Factors That Influence Gold's Price
Gold has been used as money for thousands of years. It is a commodity that has intrinsic value and is considered a safe haven during times of uncertainty.
Gold's price can be affected by many factors, including:
Inflation can affect the price of gold in a few ways. When inflation is high, the value of money decreases, which can lead to an increase in the price of gold. This is because gold is often considered a safe-haven investment and a hedge against inflation. When the value of money decreases, investors may turn to gold as a store of value that is not subject to the same inflationary pressures.
Interest rates and gold prices have an inverse relationship, meaning that when interest rates rise, gold prices tend to fall, and when interest rates fall, gold prices tend to rise.
When gold production is high, the supply of gold increases, which can lead to a decrease in the price of gold. This is because an increase in supply can lead to an excess of gold on the market, which can lead to lower prices.
When jewelry production goes up, it increases demand for gold and drives up prices.
Central Bank Reserves
Central banks hold gold reserves because they believe it protects against inflation, economic instability and geopolitical uncertainty. As central bank increase their holding, gold supply decreases, which in theory, should increase the price of gold.
Reasons to Invest in Gold
There are several reasons why people may choose to invest in gold:
Hedge Against Inflation
Gold is considered a hedge against inflation because its value tends to increase as the cost of living goes up. This is because gold is a finite resource, and as demand for it increases, so does its price.
Investing in gold can help diversify an investment portfolio, as its performance is often uncorrelated with other assets such as stocks and bonds.
Store of Value
Gold has been used as a store of value for thousands of years and is often considered a "safe haven" asset.

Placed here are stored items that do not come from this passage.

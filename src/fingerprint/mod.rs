//! Reference fingerprint table
//!
//! The table is loaded once at startup and treated as read-only for the
//! lifetime of the process. Every localization step works against a
//! borrowed view of it (a [`CandidateSet`]), never a copy.

use std::collections::HashMap;
use std::fs::File;
use std::io::{BufRead, BufReader};
use std::path::Path;

use log::info;

use crate::common::types::MagneticVector;
use crate::error::CoreError;

/// One reference location: its tile-grid coordinates and the magnetic
/// fingerprint recorded there.
#[derive(Debug, Clone, PartialEq)]
pub struct FingerprintRecord {
    pub location_id: String,
    pub tile_x: f64,
    pub tile_y: f64,
    pub fingerprint: MagneticVector,
}

/// The subset of the table considered for one localization step.
/// Borrowed from the store, discarded after use.
pub type CandidateSet<'a> = Vec<&'a FingerprintRecord>;

/// Immutable table of reference fingerprints keyed by location id.
#[derive(Debug)]
pub struct FingerprintStore {
    records: Vec<FingerprintRecord>,
    index: HashMap<String, usize>,
}

impl FingerprintStore {
    /// Build a store from already-parsed records.
    ///
    /// Rejects an empty table and duplicate location ids; iteration order
    /// of the resulting store is the input order, which the matchers rely
    /// on for stable tie-breaking.
    pub fn from_records(records: Vec<FingerprintRecord>) -> Result<Self, CoreError> {
        if records.is_empty() {
            return Err(CoreError::EmptyStore);
        }
        let mut index = HashMap::with_capacity(records.len());
        for (i, record) in records.iter().enumerate() {
            if index.insert(record.location_id.clone(), i).is_some() {
                return Err(CoreError::DuplicateLocation {
                    id: record.location_id.clone(),
                });
            }
        }
        Ok(FingerprintStore { records, index })
    }

    /// Load the reference dataset from a CSV file.
    pub fn load_csv<P: AsRef<Path>>(path: P) -> Result<Self, CoreError> {
        let file = File::open(path.as_ref())?;
        let store = Self::load_csv_reader(BufReader::new(file))?;
        info!(
            "loaded {} fingerprint records from {}",
            store.len(),
            path.as_ref().display()
        );
        Ok(store)
    }

    /// Load the reference dataset from any buffered reader.
    ///
    /// The header row must name `location_id, tile_x, tile_y, mag_x, mag_y,
    /// mag_z`; the survey tool's original spellings (`Location, X, Y, M_X,
    /// M_Y, M_Z`) are accepted as aliases. Column order is free and extra
    /// columns are ignored.
    pub fn load_csv_reader<R: BufRead>(reader: R) -> Result<Self, CoreError> {
        let mut lines = reader.lines().enumerate();

        let (_, header) = lines.next().ok_or(CoreError::Dataset {
            line: 1,
            reason: "missing header row".into(),
        })?;
        let header = header?;
        let columns = HeaderColumns::parse(&header)?;

        let mut records = Vec::new();
        for (i, line) in lines {
            let line = line?;
            if line.trim().is_empty() {
                continue;
            }
            records.push(columns.parse_row(&line, i + 1)?);
        }
        Self::from_records(records)
    }

    /// The entire table as a candidate set.
    pub fn all(&self) -> CandidateSet<'_> {
        self.records.iter().collect()
    }

    /// Look up one record by location id.
    pub fn lookup(&self, location_id: &str) -> Result<&FingerprintRecord, CoreError> {
        self.index
            .get(location_id)
            .map(|&i| &self.records[i])
            .ok_or_else(|| CoreError::UnknownLocation {
                id: location_id.to_string(),
            })
    }

    pub fn len(&self) -> usize {
        self.records.len()
    }

    pub fn is_empty(&self) -> bool {
        self.records.is_empty()
    }
}

/// Resolved column positions for the six required fields.
struct HeaderColumns {
    location: usize,
    tile_x: usize,
    tile_y: usize,
    mag: [usize; 3],
}

impl HeaderColumns {
    fn parse(header: &str) -> Result<Self, CoreError> {
        let names: Vec<String> = header
            .split(',')
            .map(|s| s.trim().to_ascii_lowercase())
            .collect();
        let find = |wanted: &[&str]| -> Result<usize, CoreError> {
            names
                .iter()
                .position(|n| wanted.contains(&n.as_str()))
                .ok_or_else(|| CoreError::Dataset {
                    line: 1,
                    reason: format!("missing column {}", wanted[0]),
                })
        };
        Ok(HeaderColumns {
            location: find(&["location_id", "location"])?,
            tile_x: find(&["tile_x", "x"])?,
            tile_y: find(&["tile_y", "y"])?,
            mag: [
                find(&["mag_x", "m_x"])?,
                find(&["mag_y", "m_y"])?,
                find(&["mag_z", "m_z"])?,
            ],
        })
    }

    fn parse_row(&self, line: &str, line_no: usize) -> Result<FingerprintRecord, CoreError> {
        let fields: Vec<&str> = line.split(',').map(str::trim).collect();
        let field = |i: usize| -> Result<&str, CoreError> {
            fields.get(i).copied().ok_or_else(|| CoreError::Dataset {
                line: line_no,
                reason: format!("expected at least {} columns, got {}", i + 1, fields.len()),
            })
        };
        let number = |i: usize| -> Result<f64, CoreError> {
            let raw = field(i)?;
            raw.parse::<f64>().map_err(|_| CoreError::Dataset {
                line: line_no,
                reason: format!("not a number: {raw:?}"),
            })
        };
        Ok(FingerprintRecord {
            location_id: field(self.location)?.to_string(),
            tile_x: number(self.tile_x)?,
            tile_y: number(self.tile_y)?,
            fingerprint: MagneticVector::new(
                number(self.mag[0])?,
                number(self.mag[1])?,
                number(self.mag[2])?,
            ),
        })
    }
}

This makes it a popular choice for investors looking to protect their wealth.
Gold is a highly liquid asset, meaning it can be easily bought and sold on the open market.
Gold as a Currency
Gold is a form of money and it can be used as a medium of exchange or store of value. Central banks around the world hold gold in their reserves.
Gold is also used in jewelry, which is a significant factor in gold's value, as demand for jewelry can change the price of gold.
It's important to note that gold, like other investments, can fluctuate in value and there are no guarantees of its future performance. One should also consider one's investment horizon, risk appetite, and investment goals before investing in gold.
Famous Investors on Gold
Warren Buffet on Gold
"It doesn't do anything but sit there and look at you."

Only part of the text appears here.